Assertion functions are pretty useful when they're applied to classes, and there's some cool stuff you can do. Here we've got an SDK


export class SDK {

constructor(public loggedInUserId?: string) {}

createPost(title: string) {

this.assertUserIsLoggedIn()

createPost(this.loggedInUserId, title)

}

assertUserIsLoggedIn() {

if (this.loggedInUserId) {

throw new Error("User is not logged in")

}

}

}


It's kind of like if you imagine the back ends at a center point where you invoke class and you've got all your methods and stuff.

And here we've got a loggedInUserId and this can either be string or it can be undefined. When it's undefined it means the user isn't logged in and so there might be still anonymous things they can do.

But inside createPost we want to assert that the user is logged in and there we're going to use. the user ID. But the issue here is that we've got string or undefined in for the first argument of the call to createPost which is not good because actually we need string and really we've asserted that the logged in user ID exists.

So we should just be able to get this going. But we haven't told TypeScript that this.loggedInUserId is defined. If we were to move the if statement in our assertion to be inside createPost here then it would work.


export class SDK {

constructor(public loggedInUserId?: string) {}

createPost(title: string) {

this.assertUserIsLoggedIn()

if (this.loggedInUserId) {

throw new Error("User is not logged in")

}

createPost(this.loggedInUserId, title)

}

assertUserIsLoggedIn() {}

}


But how do we get this. kind of inference working? Well we can return asserts this is this &. Which means we are saying assertUserIsLoggedIn is an assertion function now and we're saying that this is this and something else and we can add loggedInUserId: string


assertUserIsLoggedIn(): asserts this is this & {

loggedInUserId: string

} {

if (this.loggedInUserId) {

throw new Error("User is not logged in")

}

}


What this does is it basically just adds an intersection to the class. and matches them both together and loggedInUserId: string wins. So we get the string inside the SDK and now this.loggedInUserId is typed string.

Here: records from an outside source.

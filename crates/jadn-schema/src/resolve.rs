//! # Reference Resolver
//!
//! Closes every reference of a loaded [`Package`] and produces an immutable
//! [`TypeRegistry`].
//!
//! ## Design
//!
//! Resolution runs in fixed phases, each over the types in registry order so
//! that the first error reported is always the same for the same input:
//!
//! 1. Merge imported packages under their namespace prefixes.
//! 2. Every named reference must be a registry key.
//! 3. Containment cycles are rejected. Link (`L`) fields are not containment
//!    and do not form edges; neither do derivation sources.
//! 4. Derived enumerations (`#`, `>`) get their items from the source fields.
//! 5. Explicit tags, links and ArrayOf item semantics are checked against
//!    the now complete model.
//!
//! Any error aborts the build; no partially resolved registry escapes.

use std::collections::{BTreeMap, HashMap};

use jadn_core::{
    BaseKind, Derivation, ItemDefinition, Location, SchemaError, TypeBody, TypeDefinition,
    TypeRef,
};
use regex::Regex;
use tracing::debug;

use crate::load::Package;
use crate::registry::TypeRegistry;

/// How a reference participates in the type graph.
#[derive(Debug, Clone, Copy, PartialEq, Eq)]
enum Edge {
    /// Field type or item/key type: the referenced value is embedded.
    Contain,
    /// `L` field: the referenced instance is identified by key only.
    Link,
    /// `#` / `>` source: items are computed from the source's fields.
    Derive,
}

/// Resolves a package, optionally against imported packages.
#[derive(Debug)]
pub struct Resolver {
    package: Package,
    imports: Vec<Package>,
}

impl Resolver {
    /// Start resolving `package`.
    pub fn new(package: Package) -> Self {
        Self {
            package,
            imports: Vec::new(),
        }
    }

    /// Supply another package for `prefix:Name` references.
    ///
    /// The package is visible under every local namespace prefix bound to its
    /// `info.package` URI. Packages no prefix refers to are ignored.
    pub fn import(mut self, package: Package) -> Self {
        self.imports.push(package);
        self
    }

    /// Build the resolved registry.
    ///
    /// # Errors
    ///
    /// Returns `UnresolvedReference`, `CyclicDefinition` or
    /// `InvalidDerivation` for the first problem found in registry order.
    pub fn resolve(self) -> Result<TypeRegistry, SchemaError> {
        let Package {
            info,
            config,
            types: local,
            formats,
        } = self.package;
        let local_count = local.len();
        let mut types = local;
        if let Some(info) = &info {
            for (prefix, uri) in &info.namespaces {
                if let Some(import) = self.imports.iter().find(|p| p.package_uri() == Some(uri.as_str())) {
                    types.extend(qualify_import(prefix, import, &info.package, &info.namespaces));
                }
            }
        }
        debug!(
            types = local_count,
            imported = types.len() - local_count,
            "resolving schema package"
        );

        let index: HashMap<String, usize> = types
            .iter()
            .enumerate()
            .map(|(i, t)| (t.name.clone(), i))
            .collect();

        check_references(&types, &index)?;
        if let Some(info) = &info {
            for (section, names) in [("info.exports", &info.exports), ("info.roots", &info.roots)] {
                if let Some(missing) = names.iter().find(|n| !index.contains_key(n.as_str())) {
                    return Err(SchemaError::unresolved(Location::Document(section.into()), missing.as_str()));
                }
            }
        }
        check_cycles(&types, &index)?;

        let derived = derive_items(&types, &index, config.sys)?;
        for (i, items) in derived {
            debug!(type_name = %types[i].name, items = items.len(), "derived enumeration");
            types[i].body = TypeBody::Items(items);
        }

        for def in &types {
            check_tags(def, &types, &index)?;
            check_links(def, &types, &index)?;
            check_item_semantics(def, &types, &index)?;
        }

        let mut patterns = HashMap::new();
        for def in &types {
            if let Some(p) = &def.options.pattern {
                let re = Regex::new(p).map_err(|e| SchemaError::MalformedOption {
                    location: Location::of_type(&def.name),
                    option: format!("%{p}"),
                    reason: e.to_string(),
                })?;
                patterns.insert(def.name.clone(), re);
            }
        }

        debug!(types = types.len(), "schema resolved");
        Ok(TypeRegistry::new(info, config, types, patterns, formats))
    }
}

/// Resolve a package that has no imports.
///
/// # Errors
///
/// See [`Resolver::resolve`].
pub fn resolve(package: Package) -> Result<TypeRegistry, SchemaError> {
    Resolver::new(package).resolve()
}

/// Copy an imported package's types under `prefix`, re-qualifying their
/// references into the importer's namespace map.
fn qualify_import(
    prefix: &str,
    import: &Package,
    importer_uri: &str,
    importer_namespaces: &BTreeMap<String, String>,
) -> Vec<TypeDefinition> {
    let requalify = |r: &TypeRef| -> TypeRef {
        let TypeRef::Named(name) = r else {
            return r.clone();
        };
        let Some((ns, local)) = name.split_once(':') else {
            return TypeRef::Named(format!("{prefix}:{name}"));
        };
        match import.namespace_uri(ns) {
            Some(uri) if uri == importer_uri => TypeRef::Named(local.to_string()),
            Some(uri) => importer_namespaces
                .iter()
                .find(|(_, u)| u.as_str() == uri)
                .map(|(p, _)| TypeRef::Named(format!("{p}:{local}")))
                .unwrap_or_else(|| r.clone()),
            None => r.clone(),
        }
    };

    import
        .types
        .iter()
        .map(|def| {
            let mut def = def.clone();
            def.name = format!("{prefix}:{}", def.name);
            def.options.value_type = def.options.value_type.as_ref().map(requalify);
            def.options.key_type = def.options.key_type.as_ref().map(requalify);
            def.options.derived = def.options.derived.as_ref().map(|d| match d {
                Derivation::Fields(s) => Derivation::Fields(requalify(s)),
                Derivation::Paths(s) => Derivation::Paths(requalify(s)),
            });
            if let TypeBody::Fields(fields) = &mut def.body {
                for f in fields {
                    f.type_ref = requalify(&f.type_ref);
                }
            }
            def
        })
        .collect()
}

/// Every reference a definition makes, with its location and graph role.
fn references(def: &TypeDefinition) -> Vec<(Location, &TypeRef, Edge)> {
    let mut refs = Vec::new();
    let here = || Location::of_type(&def.name);
    for r in [&def.options.value_type, &def.options.key_type].into_iter().flatten() {
        refs.push((here(), r, Edge::Contain));
    }
    if let Some(d) = &def.options.derived {
        refs.push((here(), d.source(), Edge::Derive));
    }
    for f in def.body.fields() {
        let edge = if f.options.link { Edge::Link } else { Edge::Contain };
        refs.push((
            Location::of_field(&def.name, i64::from(f.id), &f.name),
            &f.type_ref,
            edge,
        ));
    }
    refs
}

fn check_references(types: &[TypeDefinition], index: &HashMap<String, usize>) -> Result<(), SchemaError> {
    for def in types {
        for (location, r, _) in references(def) {
            if let TypeRef::Named(name) = r {
                if !index.contains_key(name) {
                    return Err(SchemaError::unresolved(location, name.as_str()));
                }
            }
        }
    }
    Ok(())
}

#[derive(Debug, Clone, Copy, PartialEq, Eq)]
enum Mark {
    New,
    Active,
    Done,
}

fn check_cycles(types: &[TypeDefinition], index: &HashMap<String, usize>) -> Result<(), SchemaError> {
    let mut marks = vec![Mark::New; types.len()];
    let mut stack = Vec::new();
    for start in 0..types.len() {
        visit(start, types, index, &mut marks, &mut stack)?;
    }
    Ok(())
}

fn visit(
    i: usize,
    types: &[TypeDefinition],
    index: &HashMap<String, usize>,
    marks: &mut [Mark],
    stack: &mut Vec<usize>,
) -> Result<(), SchemaError> {
    match marks[i] {
        Mark::Done => return Ok(()),
        Mark::Active => {
            let from = stack.iter().position(|&j| j == i).unwrap_or(0);
            let mut cycle: Vec<String> = stack[from..].iter().map(|&j| types[j].name.clone()).collect();
            cycle.push(types[i].name.clone());
            return Err(SchemaError::CyclicDefinition { cycle });
        }
        Mark::New => {}
    }
    marks[i] = Mark::Active;
    stack.push(i);
    for (_, r, edge) in references(&types[i]) {
        if edge != Edge::Contain {
            continue;
        }
        if let Some(&j) = index.get(r.as_str()) {
            visit(j, types, index, marks, stack)?;
        }
    }
    stack.pop();
    marks[i] = Mark::Done;
    Ok(())
}

/// Compute the items of every derived enumeration.
fn derive_items(
    types: &[TypeDefinition],
    index: &HashMap<String, usize>,
    sys: char,
) -> Result<Vec<(usize, Vec<ItemDefinition>)>, SchemaError> {
    let mut out = Vec::new();
    for (i, def) in types.iter().enumerate() {
        let Some(derivation) = &def.options.derived else {
            continue;
        };
        let loc = Location::of_type(&def.name);
        let source = container(derivation.source(), types, index).ok_or_else(|| {
            SchemaError::derivation(
                loc,
                format!("source {} is not a Choice, Array, Map or Record type", derivation.source()),
            )
        })?;
        let items = match derivation {
            Derivation::Fields(_) => source
                .body
                .fields()
                .iter()
                .map(|f| ItemDefinition {
                    id: i64::from(f.id),
                    value: f.name.clone(),
                    description: f.description.clone(),
                })
                .collect(),
            Derivation::Paths(_) => {
                let mut leaves = Vec::new();
                leaf_paths(source, "", types, index, sys, &mut leaves);
                leaves
                    .into_iter()
                    .zip(1..)
                    .map(|((value, description), id)| ItemDefinition { id, value, description })
                    .collect()
            }
        };
        out.push((i, items));
    }
    Ok(out)
}

/// The definition a reference names, if it is a field-bearing container.
fn container<'a>(
    r: &TypeRef,
    types: &'a [TypeDefinition],
    index: &HashMap<String, usize>,
) -> Option<&'a TypeDefinition> {
    index
        .get(r.as_str())
        .map(|&i| &types[i])
        .filter(|t| t.kind.has_fields() && !matches!(r, TypeRef::Builtin(_)))
}

fn leaf_paths(
    def: &TypeDefinition,
    prefix: &str,
    types: &[TypeDefinition],
    index: &HashMap<String, usize>,
    sys: char,
    out: &mut Vec<(String, String)>,
) {
    for f in def.body.fields() {
        let path = format!("{prefix}{}", f.name);
        let nested = if f.options.link {
            None
        } else {
            container(&f.type_ref, types, index)
        };
        match nested {
            Some(inner) => leaf_paths(inner, &format!("{path}{sys}"), types, index, sys, out),
            None => out.push((path, f.description.clone())),
        }
    }
}

fn check_tags(
    def: &TypeDefinition,
    types: &[TypeDefinition],
    index: &HashMap<String, usize>,
) -> Result<(), SchemaError> {
    let lookup = |r: &TypeRef| index.get(r.as_str()).map(|&i| &types[i]);
    for f in def.body.fields() {
        let Some(tag_id) = f.options.tag_id else {
            continue;
        };
        let loc = Location::of_field(&def.name, i64::from(f.id), &f.name);
        let sibling = def
            .field_by_id(tag_id)
            .ok_or_else(|| SchemaError::derivation(loc.clone(), format!("tag field {tag_id} does not exist")))?;
        if sibling.id == f.id {
            return Err(SchemaError::derivation(loc, "a field cannot be its own tag"));
        }
        let domain = lookup(&sibling.type_ref)
            .filter(|t| t.kind == BaseKind::Enumerated && !sibling.options.is_multiple())
            .ok_or_else(|| {
                SchemaError::derivation(
                    loc.clone(),
                    format!("tag field {tag_id} ({}) is not a single Enumerated value", sibling.name),
                )
            })?;
        let choice = lookup(&f.type_ref)
            .filter(|t| t.kind == BaseKind::Choice)
            .ok_or_else(|| SchemaError::derivation(loc.clone(), "explicitly tagged field must be a Choice"))?;
        if let Some(item) = domain
            .body
            .items()
            .iter()
            .find(|item| choice.field_by_name(&item.value).is_none())
        {
            return Err(SchemaError::derivation(
                loc,
                format!("tag value \"{}\" is not a member of {}", item.value, choice.name),
            ));
        }
    }
    Ok(())
}

fn check_links(
    def: &TypeDefinition,
    types: &[TypeDefinition],
    index: &HashMap<String, usize>,
) -> Result<(), SchemaError> {
    for f in def.body.fields().iter().filter(|f| f.options.link) {
        let has_key = container(&f.type_ref, types, index).is_some_and(|t| t.key_fields().next().is_some());
        if !has_key {
            return Err(SchemaError::derivation(
                Location::of_field(&def.name, i64::from(f.id), &f.name),
                format!("link target {} has no key field", f.type_ref),
            ));
        }
    }
    Ok(())
}

fn check_item_semantics(
    def: &TypeDefinition,
    types: &[TypeDefinition],
    index: &HashMap<String, usize>,
) -> Result<(), SchemaError> {
    if def.kind != BaseKind::ArrayOf || def.options.semantics.is_none() {
        return Ok(());
    }
    let derived_item = def
        .options
        .value_type
        .as_ref()
        .and_then(|r| index.get(r.as_str()))
        .map(|&i| &types[i])
        .is_some_and(|t| t.kind == BaseKind::Enumerated && t.options.derived.is_some());
    if derived_item {
        return Err(SchemaError::derivation(
            Location::of_type(&def.name),
            "item semantics are not defined for ArrayOf of a derived enumeration",
        ));
    }
    Ok(())
}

We could probably do even something more in here. We could say wow which is a Boolean. And then use this.wow in createPost


export class SDK {

constructor(public loggedInUserId?: string) {}

createPost(title: string) {

this.assertUserIsLoggedIn()

createPost(this.loggedInUserId, title)

this.wow

}

assertUserIsLoggedIn(): asserts this is this & {

loggedInUserId: string

wow: boolean

} {

if (this.loggedInUserId) {

throw new Error("User is not logged in")

}

}

}


So assertion functions are pretty useful. We do need to make sure that you check everything there. Like this.wow Boolean is technically unsafe.

But, it does give you a lot of flexibility and it means you can use it in a lot more of a reusable way.